● DIRECTIONS:
Starting with the line containing "stream, in seconds" and going on through the line containing "init_logging(&config.logging)?;", return the lines of the data below exactly, and only those.

● Collected data:
============================================================

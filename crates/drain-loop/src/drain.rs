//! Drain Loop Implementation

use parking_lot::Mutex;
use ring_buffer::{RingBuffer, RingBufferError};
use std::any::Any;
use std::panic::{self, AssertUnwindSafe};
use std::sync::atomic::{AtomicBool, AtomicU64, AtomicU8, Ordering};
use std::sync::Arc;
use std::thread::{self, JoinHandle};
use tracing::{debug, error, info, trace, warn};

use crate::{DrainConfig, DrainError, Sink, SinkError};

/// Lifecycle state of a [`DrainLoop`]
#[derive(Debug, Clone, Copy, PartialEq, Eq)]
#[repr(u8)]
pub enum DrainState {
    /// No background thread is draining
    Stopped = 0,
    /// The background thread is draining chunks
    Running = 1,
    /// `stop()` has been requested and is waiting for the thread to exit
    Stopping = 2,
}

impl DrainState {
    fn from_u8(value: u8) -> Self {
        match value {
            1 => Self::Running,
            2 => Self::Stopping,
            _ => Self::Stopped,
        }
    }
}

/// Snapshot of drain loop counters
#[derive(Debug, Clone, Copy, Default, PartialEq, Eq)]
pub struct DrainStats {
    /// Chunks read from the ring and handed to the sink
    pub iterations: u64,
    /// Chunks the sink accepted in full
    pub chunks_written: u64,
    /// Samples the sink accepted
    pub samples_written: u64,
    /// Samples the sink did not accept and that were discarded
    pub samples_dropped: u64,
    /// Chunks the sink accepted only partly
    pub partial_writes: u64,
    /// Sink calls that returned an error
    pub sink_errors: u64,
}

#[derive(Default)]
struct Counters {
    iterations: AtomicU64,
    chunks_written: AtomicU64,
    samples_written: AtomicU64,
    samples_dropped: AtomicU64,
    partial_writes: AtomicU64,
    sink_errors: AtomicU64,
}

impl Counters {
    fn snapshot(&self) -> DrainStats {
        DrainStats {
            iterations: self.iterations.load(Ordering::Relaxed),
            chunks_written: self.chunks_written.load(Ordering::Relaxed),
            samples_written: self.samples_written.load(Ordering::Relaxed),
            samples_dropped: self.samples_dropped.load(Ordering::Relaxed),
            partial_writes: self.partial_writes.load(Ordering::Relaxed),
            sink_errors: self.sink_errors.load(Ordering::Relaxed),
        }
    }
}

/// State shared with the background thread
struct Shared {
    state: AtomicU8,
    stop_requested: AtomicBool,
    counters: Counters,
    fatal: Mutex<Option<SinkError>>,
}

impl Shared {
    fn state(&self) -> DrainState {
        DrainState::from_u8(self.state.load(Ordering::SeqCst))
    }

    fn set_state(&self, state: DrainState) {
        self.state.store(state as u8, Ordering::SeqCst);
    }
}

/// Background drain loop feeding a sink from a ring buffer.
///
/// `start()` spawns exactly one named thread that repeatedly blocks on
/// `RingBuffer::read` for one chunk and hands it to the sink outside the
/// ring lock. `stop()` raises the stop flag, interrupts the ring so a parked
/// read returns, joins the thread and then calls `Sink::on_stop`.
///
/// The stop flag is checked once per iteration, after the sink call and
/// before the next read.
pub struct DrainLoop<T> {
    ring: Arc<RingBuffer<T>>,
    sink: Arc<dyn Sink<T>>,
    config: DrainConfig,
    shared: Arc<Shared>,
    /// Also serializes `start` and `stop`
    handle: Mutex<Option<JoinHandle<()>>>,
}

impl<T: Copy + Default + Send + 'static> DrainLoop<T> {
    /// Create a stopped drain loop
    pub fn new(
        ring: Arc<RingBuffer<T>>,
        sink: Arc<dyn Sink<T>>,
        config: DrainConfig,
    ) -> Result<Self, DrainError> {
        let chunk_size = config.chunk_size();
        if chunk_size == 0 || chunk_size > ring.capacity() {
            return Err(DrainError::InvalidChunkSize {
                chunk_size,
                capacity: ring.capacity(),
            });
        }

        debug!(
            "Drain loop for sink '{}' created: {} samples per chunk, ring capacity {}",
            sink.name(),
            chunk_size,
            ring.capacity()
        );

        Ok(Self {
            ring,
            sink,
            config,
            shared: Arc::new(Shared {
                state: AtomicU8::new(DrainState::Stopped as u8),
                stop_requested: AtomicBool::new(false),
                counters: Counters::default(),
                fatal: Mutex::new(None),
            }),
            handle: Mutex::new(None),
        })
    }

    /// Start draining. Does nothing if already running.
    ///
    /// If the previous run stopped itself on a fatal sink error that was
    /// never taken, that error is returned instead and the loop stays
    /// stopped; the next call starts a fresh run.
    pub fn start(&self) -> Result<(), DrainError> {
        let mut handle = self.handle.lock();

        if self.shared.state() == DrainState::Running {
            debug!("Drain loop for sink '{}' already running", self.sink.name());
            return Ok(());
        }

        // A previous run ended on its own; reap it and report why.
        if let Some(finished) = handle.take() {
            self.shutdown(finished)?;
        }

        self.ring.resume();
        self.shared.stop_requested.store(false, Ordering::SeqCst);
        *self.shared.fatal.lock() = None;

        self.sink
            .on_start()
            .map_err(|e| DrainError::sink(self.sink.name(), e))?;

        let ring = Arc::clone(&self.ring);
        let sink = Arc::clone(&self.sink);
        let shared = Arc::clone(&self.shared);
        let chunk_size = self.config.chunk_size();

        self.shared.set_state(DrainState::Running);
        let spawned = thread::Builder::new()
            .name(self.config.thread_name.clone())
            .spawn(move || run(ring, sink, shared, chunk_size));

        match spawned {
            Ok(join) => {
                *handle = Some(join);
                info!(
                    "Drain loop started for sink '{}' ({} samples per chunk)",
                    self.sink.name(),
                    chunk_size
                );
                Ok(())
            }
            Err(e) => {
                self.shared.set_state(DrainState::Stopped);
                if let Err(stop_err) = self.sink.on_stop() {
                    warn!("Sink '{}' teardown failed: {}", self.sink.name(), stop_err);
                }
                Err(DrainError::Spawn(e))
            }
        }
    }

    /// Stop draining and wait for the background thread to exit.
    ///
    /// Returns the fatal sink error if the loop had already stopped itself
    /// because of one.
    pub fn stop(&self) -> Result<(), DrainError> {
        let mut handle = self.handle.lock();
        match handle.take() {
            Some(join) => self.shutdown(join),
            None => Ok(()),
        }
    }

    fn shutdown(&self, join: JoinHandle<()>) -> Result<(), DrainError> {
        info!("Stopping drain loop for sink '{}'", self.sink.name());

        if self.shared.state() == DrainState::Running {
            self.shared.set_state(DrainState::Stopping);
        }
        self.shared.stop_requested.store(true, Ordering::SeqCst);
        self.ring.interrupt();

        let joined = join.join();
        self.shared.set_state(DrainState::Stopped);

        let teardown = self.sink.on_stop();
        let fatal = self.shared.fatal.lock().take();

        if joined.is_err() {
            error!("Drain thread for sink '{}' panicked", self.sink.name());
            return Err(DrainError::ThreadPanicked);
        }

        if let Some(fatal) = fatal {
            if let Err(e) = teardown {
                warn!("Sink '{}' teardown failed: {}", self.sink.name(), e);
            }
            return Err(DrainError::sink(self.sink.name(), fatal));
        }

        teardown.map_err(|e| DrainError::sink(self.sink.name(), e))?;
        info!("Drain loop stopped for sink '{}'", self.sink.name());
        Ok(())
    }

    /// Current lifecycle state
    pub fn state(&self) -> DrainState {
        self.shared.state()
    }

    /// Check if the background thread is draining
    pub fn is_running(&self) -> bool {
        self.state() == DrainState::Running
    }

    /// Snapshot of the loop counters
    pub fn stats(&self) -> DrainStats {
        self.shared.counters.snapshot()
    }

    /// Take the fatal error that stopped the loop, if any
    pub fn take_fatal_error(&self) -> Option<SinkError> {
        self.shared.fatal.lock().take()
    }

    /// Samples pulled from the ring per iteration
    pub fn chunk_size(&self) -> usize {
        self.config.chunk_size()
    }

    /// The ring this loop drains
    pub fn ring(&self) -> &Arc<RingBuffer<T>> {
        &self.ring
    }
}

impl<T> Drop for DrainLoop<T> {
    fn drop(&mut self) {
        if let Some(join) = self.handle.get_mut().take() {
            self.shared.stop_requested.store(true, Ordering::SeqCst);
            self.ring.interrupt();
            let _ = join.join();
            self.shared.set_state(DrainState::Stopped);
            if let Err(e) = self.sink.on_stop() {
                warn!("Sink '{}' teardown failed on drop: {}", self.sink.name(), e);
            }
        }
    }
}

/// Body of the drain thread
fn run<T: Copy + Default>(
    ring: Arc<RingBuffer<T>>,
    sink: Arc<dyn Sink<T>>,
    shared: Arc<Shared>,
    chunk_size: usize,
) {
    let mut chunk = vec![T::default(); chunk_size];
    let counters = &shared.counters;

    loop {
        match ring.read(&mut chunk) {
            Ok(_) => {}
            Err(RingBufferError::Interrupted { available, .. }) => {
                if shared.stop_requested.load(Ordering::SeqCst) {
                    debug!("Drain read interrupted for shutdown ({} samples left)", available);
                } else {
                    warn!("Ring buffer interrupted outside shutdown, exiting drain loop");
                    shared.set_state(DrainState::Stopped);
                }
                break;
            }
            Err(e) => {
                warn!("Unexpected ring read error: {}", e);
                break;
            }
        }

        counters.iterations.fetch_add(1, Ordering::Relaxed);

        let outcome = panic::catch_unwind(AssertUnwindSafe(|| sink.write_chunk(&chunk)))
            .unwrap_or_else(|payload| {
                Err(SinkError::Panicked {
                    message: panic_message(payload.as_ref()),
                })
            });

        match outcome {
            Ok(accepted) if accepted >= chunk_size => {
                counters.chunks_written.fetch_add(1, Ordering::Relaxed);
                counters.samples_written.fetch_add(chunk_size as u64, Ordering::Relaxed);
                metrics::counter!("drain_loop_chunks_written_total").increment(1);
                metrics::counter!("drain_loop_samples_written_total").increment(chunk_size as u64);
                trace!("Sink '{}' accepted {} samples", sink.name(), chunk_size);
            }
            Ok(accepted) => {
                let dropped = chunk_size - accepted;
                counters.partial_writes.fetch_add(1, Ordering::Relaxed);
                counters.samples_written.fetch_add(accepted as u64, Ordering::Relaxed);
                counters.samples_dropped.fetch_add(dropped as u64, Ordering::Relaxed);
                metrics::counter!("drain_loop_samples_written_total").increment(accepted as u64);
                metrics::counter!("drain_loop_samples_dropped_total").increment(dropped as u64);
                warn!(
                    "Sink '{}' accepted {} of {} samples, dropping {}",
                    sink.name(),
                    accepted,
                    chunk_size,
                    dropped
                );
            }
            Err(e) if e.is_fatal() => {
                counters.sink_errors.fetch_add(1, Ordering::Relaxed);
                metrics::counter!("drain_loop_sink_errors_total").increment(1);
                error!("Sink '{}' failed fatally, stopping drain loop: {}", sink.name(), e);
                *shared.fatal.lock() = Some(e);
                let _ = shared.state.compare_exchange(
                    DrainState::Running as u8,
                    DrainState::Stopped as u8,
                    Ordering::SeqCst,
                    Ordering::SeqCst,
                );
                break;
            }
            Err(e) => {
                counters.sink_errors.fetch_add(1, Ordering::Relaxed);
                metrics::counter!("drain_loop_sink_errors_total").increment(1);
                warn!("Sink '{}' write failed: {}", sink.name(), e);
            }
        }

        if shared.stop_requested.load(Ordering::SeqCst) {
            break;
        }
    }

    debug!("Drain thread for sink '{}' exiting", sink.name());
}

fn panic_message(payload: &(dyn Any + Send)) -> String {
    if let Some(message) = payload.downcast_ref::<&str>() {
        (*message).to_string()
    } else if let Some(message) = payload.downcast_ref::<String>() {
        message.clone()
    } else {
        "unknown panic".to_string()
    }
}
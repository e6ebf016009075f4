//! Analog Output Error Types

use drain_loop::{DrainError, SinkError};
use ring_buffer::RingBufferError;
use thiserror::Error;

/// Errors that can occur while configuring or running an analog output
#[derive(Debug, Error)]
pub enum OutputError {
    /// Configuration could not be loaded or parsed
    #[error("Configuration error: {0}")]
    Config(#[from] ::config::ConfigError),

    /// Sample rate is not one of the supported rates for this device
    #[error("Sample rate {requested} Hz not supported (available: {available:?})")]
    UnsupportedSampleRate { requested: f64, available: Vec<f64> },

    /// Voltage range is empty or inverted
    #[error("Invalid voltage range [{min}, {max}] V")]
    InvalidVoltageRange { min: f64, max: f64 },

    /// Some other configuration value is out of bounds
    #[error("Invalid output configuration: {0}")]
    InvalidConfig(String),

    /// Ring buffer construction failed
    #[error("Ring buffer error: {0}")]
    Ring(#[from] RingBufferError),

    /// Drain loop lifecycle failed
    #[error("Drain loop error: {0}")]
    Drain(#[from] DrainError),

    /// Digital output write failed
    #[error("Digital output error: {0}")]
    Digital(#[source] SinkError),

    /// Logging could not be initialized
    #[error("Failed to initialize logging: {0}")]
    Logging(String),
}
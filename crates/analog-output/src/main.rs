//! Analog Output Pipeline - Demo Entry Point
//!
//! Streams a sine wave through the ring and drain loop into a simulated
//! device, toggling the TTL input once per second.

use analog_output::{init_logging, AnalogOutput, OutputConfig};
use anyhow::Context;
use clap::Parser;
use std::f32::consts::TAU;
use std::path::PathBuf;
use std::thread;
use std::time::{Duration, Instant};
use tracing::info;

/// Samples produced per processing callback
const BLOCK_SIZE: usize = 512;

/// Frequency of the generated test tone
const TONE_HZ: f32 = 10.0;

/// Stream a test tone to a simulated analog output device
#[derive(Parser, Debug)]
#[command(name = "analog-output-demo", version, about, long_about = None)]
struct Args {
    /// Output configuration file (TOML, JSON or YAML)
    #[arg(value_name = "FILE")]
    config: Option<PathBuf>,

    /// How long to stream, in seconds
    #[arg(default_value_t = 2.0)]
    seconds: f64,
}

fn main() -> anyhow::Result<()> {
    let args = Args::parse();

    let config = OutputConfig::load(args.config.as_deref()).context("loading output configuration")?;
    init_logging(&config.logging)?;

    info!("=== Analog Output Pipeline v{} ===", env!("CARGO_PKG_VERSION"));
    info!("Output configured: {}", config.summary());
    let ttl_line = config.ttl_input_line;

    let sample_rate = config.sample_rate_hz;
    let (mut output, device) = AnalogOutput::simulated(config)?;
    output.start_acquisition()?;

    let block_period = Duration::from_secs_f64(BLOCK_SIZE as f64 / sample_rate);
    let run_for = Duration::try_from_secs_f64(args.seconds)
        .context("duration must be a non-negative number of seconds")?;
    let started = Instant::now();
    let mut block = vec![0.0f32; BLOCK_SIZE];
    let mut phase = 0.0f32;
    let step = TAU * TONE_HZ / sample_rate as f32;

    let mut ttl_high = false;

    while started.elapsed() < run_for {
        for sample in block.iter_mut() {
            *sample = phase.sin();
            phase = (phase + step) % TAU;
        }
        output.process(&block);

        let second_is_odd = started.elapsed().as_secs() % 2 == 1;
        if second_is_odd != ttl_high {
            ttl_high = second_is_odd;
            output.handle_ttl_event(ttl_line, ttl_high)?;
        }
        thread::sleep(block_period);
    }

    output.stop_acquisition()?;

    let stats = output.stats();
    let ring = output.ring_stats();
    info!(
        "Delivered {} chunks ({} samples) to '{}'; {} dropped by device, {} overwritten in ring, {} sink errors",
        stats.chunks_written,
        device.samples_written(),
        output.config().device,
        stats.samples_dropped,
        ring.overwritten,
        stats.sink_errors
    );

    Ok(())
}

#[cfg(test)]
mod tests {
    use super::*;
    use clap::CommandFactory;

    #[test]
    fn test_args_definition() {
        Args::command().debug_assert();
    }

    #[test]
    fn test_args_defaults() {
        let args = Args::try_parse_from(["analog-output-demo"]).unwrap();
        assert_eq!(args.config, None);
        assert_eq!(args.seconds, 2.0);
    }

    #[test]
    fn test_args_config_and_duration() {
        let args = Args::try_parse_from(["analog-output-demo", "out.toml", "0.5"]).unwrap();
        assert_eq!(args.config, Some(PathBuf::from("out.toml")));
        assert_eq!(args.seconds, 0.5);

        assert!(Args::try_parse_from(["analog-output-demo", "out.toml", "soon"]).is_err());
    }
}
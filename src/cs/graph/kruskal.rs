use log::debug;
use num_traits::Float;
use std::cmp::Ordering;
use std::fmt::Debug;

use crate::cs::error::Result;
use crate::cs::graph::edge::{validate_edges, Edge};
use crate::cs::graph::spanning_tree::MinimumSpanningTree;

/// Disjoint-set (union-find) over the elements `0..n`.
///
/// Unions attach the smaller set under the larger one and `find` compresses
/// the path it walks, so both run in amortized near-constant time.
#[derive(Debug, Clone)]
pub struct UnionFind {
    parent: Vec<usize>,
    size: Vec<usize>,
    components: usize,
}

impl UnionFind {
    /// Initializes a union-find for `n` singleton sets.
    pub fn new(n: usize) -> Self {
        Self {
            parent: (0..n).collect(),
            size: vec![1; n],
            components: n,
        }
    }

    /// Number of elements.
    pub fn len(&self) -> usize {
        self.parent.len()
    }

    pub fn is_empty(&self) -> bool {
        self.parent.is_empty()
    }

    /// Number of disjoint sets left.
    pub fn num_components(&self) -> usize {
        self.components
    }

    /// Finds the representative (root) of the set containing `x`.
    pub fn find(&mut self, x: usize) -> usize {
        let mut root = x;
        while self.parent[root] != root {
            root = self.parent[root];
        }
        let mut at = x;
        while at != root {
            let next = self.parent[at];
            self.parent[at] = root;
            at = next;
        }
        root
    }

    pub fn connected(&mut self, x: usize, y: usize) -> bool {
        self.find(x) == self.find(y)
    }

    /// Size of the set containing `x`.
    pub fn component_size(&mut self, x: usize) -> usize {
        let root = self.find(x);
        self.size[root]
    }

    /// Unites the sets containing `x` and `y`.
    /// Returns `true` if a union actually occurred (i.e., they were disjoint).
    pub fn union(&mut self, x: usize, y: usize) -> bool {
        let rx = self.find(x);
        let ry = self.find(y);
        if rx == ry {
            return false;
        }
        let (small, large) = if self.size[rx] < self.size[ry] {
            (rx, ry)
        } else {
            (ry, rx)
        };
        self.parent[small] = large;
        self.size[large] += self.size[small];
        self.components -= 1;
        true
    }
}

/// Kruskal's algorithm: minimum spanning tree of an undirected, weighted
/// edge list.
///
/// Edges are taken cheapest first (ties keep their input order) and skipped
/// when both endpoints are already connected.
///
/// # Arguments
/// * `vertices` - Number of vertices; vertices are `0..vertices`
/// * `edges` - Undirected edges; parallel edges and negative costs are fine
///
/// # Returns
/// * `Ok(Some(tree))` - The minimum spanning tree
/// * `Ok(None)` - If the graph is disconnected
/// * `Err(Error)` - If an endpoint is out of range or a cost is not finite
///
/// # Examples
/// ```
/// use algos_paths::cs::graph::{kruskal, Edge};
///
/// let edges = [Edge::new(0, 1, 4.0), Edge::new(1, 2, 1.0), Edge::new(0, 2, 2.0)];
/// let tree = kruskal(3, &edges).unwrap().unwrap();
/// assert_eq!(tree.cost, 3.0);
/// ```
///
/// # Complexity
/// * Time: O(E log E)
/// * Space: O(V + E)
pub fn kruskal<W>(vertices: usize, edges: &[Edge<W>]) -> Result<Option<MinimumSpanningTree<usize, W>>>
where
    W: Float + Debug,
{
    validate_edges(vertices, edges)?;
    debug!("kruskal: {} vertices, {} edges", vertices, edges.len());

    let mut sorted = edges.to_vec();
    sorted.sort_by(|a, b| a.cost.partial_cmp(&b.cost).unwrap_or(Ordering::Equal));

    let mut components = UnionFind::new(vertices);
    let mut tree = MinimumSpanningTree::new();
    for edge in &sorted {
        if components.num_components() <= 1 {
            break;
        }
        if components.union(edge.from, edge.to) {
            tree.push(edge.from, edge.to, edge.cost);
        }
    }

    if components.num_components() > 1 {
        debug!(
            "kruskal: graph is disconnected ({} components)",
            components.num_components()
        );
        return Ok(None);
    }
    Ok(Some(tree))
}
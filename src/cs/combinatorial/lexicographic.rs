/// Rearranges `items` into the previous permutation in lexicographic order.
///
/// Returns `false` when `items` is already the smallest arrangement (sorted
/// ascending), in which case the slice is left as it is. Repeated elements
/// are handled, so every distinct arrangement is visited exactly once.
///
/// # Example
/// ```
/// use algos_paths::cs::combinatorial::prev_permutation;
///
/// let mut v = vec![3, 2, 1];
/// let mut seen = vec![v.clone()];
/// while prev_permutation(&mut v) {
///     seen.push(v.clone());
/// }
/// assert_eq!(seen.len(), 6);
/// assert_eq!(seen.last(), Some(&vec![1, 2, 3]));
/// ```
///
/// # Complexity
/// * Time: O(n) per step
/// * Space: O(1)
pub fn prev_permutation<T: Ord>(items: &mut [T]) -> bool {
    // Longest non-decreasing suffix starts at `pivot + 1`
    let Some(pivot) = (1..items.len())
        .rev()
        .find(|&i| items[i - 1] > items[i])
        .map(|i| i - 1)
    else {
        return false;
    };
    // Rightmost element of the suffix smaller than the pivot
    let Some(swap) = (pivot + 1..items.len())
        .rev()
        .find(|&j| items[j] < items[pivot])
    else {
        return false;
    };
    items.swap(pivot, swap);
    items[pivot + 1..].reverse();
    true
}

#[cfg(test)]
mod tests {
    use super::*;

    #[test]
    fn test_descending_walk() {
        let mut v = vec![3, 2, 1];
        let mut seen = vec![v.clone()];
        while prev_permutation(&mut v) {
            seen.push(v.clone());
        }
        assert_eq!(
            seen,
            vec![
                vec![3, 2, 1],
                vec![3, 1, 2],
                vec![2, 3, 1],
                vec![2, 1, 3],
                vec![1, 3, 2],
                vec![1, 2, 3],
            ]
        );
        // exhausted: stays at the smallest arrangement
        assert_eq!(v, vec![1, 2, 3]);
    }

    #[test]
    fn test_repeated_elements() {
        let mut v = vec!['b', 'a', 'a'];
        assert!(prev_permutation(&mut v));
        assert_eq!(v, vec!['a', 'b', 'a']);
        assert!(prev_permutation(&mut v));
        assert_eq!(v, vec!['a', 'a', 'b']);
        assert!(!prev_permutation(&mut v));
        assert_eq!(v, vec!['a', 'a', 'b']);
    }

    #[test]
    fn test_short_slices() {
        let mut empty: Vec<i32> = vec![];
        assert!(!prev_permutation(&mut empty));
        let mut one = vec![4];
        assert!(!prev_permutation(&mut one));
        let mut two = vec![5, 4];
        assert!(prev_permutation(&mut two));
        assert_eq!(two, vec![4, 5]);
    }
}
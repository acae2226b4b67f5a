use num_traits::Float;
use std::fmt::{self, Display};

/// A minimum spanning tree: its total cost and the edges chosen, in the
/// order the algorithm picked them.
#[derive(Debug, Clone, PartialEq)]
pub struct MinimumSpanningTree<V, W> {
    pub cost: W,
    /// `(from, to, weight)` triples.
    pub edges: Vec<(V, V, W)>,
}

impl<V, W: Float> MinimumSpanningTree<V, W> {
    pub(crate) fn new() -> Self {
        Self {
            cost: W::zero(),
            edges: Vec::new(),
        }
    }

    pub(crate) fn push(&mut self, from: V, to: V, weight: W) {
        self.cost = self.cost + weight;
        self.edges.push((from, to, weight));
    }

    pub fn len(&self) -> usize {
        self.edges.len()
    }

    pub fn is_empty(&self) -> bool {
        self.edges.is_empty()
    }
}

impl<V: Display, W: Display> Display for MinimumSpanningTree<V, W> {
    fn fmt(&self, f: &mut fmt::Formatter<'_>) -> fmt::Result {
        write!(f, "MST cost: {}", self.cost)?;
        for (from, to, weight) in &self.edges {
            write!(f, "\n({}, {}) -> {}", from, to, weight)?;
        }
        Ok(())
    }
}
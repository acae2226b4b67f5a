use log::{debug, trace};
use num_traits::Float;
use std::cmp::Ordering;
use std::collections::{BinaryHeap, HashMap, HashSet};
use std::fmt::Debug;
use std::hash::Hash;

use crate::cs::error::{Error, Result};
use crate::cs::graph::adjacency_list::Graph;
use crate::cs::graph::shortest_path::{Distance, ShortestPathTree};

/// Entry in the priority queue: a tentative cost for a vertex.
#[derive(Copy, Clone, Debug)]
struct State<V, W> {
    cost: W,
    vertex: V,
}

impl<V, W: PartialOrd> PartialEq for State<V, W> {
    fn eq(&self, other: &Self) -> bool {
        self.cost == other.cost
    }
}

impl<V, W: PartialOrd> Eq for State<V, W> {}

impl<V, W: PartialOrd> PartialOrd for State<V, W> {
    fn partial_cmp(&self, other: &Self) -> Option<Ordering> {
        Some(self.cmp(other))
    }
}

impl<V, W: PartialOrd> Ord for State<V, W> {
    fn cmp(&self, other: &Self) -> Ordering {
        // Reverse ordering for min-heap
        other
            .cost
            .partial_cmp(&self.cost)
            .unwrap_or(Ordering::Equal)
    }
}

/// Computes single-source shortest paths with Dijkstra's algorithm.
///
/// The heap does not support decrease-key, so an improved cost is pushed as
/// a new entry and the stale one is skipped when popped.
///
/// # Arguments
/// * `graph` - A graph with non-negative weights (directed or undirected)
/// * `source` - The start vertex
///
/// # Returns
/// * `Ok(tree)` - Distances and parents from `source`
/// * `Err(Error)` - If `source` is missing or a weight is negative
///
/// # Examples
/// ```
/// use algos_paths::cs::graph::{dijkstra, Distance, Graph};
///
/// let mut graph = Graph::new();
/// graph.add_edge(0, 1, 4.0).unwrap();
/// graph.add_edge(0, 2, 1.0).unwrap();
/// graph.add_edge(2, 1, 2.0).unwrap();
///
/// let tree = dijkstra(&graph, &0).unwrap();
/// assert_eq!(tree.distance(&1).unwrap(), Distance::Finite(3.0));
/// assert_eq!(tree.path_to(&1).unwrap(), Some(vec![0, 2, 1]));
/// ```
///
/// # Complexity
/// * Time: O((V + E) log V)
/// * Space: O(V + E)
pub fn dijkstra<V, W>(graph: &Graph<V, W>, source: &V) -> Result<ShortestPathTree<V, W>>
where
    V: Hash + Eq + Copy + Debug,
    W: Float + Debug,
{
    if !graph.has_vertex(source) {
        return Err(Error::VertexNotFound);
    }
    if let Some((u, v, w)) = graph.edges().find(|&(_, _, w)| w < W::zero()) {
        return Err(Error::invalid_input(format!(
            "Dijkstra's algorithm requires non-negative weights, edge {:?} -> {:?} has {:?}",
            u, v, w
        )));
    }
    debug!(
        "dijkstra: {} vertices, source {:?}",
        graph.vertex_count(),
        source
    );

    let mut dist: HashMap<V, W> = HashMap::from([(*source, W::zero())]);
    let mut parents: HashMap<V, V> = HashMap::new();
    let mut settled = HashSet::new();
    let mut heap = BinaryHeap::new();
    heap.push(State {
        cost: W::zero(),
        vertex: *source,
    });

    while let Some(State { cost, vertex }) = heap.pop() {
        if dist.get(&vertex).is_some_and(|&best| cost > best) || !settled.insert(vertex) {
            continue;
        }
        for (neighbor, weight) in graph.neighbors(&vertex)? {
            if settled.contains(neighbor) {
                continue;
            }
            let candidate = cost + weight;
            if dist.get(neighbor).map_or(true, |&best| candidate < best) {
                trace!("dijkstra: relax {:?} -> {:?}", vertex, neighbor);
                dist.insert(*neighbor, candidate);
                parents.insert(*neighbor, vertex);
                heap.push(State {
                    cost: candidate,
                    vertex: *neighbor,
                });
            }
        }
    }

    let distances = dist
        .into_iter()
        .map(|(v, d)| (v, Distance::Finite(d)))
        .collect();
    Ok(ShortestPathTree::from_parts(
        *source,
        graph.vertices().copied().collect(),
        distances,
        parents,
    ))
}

============================================================

● EXERCISE OUTPUT:
    /// How long to stream, in seconds
    #[arg(default_value_t = 2.0)]
    seconds: f64,
}

fn main() -> anyhow::Result<()> {
    let args = Args::parse();

    let config = OutputConfig::load(args.config.as_deref()).context("loading output configuration")?;
    init_logging(&config.logging)?;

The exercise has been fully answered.